First, I needed a "baseline" to describe the expected demographic trends in the absence of HIV/AIDS: for this baseline, I chose the U.S. Census Bureau's most recent population projections for the period from 2000 to 2025 for China, India, and Russia. Then, I had to make some basic presumptions about the nature of the local HIV/AIDS epidemics themselves.1 These particular assumptions affect all subsequent calculations -- but the only truly critical one was that the epidemics would be essentially "heterosexual" in nature. (As the previous discussion showed, that view is not the least bit unrealistic.) I assumed the HIV-positive population to be one million as of 2002 in Russia, two million in China, and four million in India -- necessarily arbitrary figures, to be sure, but ones well within the range of informed assessments today.

Finally, I had to make conjectures about distinct future HIV "prevalence scenarios" for each of the three countries. That is to say, how bad would the epidemic become over time? Clearly, this was the trickiest -- and most arbitrary -- facet of the effort. I identified three "families" of scenarios for the disease, which I termed "severe," "intermediate," and "mild" -- corresponding to high, medium, and low levels of HIV infection. ("Severe" is taken here to mean adult HIV prevalence by 2025 reaching as high as 10 percent in Russia, 7 percent in India, and 5 percent in China; "intermediate," 6 percent, 5 percent, and 3.5 percent, respectively; and "mild," 2 percent, 1.5 percent, and 1.5 percent.) These different scenarios, though quite arbitrary, fall well within the expectations of informed independent observers today.

CHRONICLE OF DEATHS FORETOLD

The model lays out a series of specific and staggering implications for the spread of HIV/AIDS in Russia, China, and India.
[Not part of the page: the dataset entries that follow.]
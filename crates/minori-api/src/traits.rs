//! Service trait for the catalog backend.
//!
//! The controller, watch-list cache, and mutation handlers are written
//! against this trait, so tests drive them with an in-memory fake and the
//! binary plugs in the HTTP client.

use std::future::Future;

use crate::request::PageRequest;
use crate::types::{Ack, AnimeDetail, AnimeSummary, Genre, PageEnvelope, ToggleOutcome};

/// The catalog backend as consumed by the presentation layer.
pub trait CatalogService: Send + Sync {
    type Error: std::error::Error + Send + Sync + 'static;

    /// Fetch one page of grid results for any mode.
    fn fetch_page(
        &self,
        req: &PageRequest,
    ) -> impl Future<Output = Result<PageEnvelope, Self::Error>> + Send;

    /// The selectable genre list for the filter panel.
    fn genres(&self) -> impl Future<Output = Result<Vec<Genre>, Self::Error>> + Send;

    /// Extended detail for one title.
    fn get_anime(&self, id: u64)
        -> impl Future<Output = Result<AnimeDetail, Self::Error>> + Send;

    /// Ids of everything already on the authenticated user's list.
    fn my_anime_ids(&self) -> impl Future<Output = Result<Vec<u64>, Self::Error>> + Send;

    /// Add or remove one title from the user's list.
    fn toggle_list(
        &self,
        anime: &AnimeSummary,
    ) -> impl Future<Output = Result<ToggleOutcome, Self::Error>> + Send;

    /// Mutation acks: a transport failure is `Err`, an application-level
    /// refusal is `Ok` with `success = false`. The handlers surface the
    /// two differently.
    fn update_status(
        &self,
        id: u64,
        status: &str,
    ) -> impl Future<Output = Result<Ack, Self::Error>> + Send;

    /// `None` clears the score.
    fn update_score(
        &self,
        id: u64,
        score: Option<u8>,
    ) -> impl Future<Output = Result<Ack, Self::Error>> + Send;

    fn update_privacy(
        &self,
        id: u64,
        is_private: bool,
    ) -> impl Future<Output = Result<Ack, Self::Error>> + Send;

    fn update_comment(
        &self,
        id: u64,
        comment: &str,
    ) -> impl Future<Output = Result<Ack, Self::Error>> + Send;

    fn delete_from_list(&self, id: u64) -> impl Future<Output = Result<Ack, Self::Error>> + Send;

    /// Persist the server-side NSFW flag for the authenticated user.
    fn set_nsfw(&self, allowed: bool) -> impl Future<Output = Result<Ack, Self::Error>> + Send;
}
The magnitude of infection. First, the absolute magnitude of the Eurasian HIV/AIDS epidemic over the coming quarter-century will match or exceed that of the entire worldwide HIV crisis up to now. For example, under the assumptions of even a mild epidemic, the cumulative total of new HIV cases in China, India, and Russia from 2000 to 2025 would be about 66 million, compared to UNAIDS estimates of about 65 million infected worldwide to date. The other scenarios predict even higher HIV totals: an intermediate epidemic would suggest nearly 200 million new HIV cases in the next 25 years, and a severe epidemic would lead to more than 250 million new cases (see Table 1).

The death toll. In each scenario, the cumulative death toll from AIDS over the next 25 years for Russia, China, and India vastly exceeds the total number of people killed by AIDS globally so far. UNAIDS estimates that AIDS -- from its onset to the present day -- has taken about 25 million lives. By contrast, a mild epidemic would project a cumulative total of about 43 million AIDS deaths for these three countries from 2000 to 2025. And the other projections look far worse. During an intermediate epidemic, for example, the hypothetical toll would be about 105 million, more than four times as many as have died to date (see Table 2).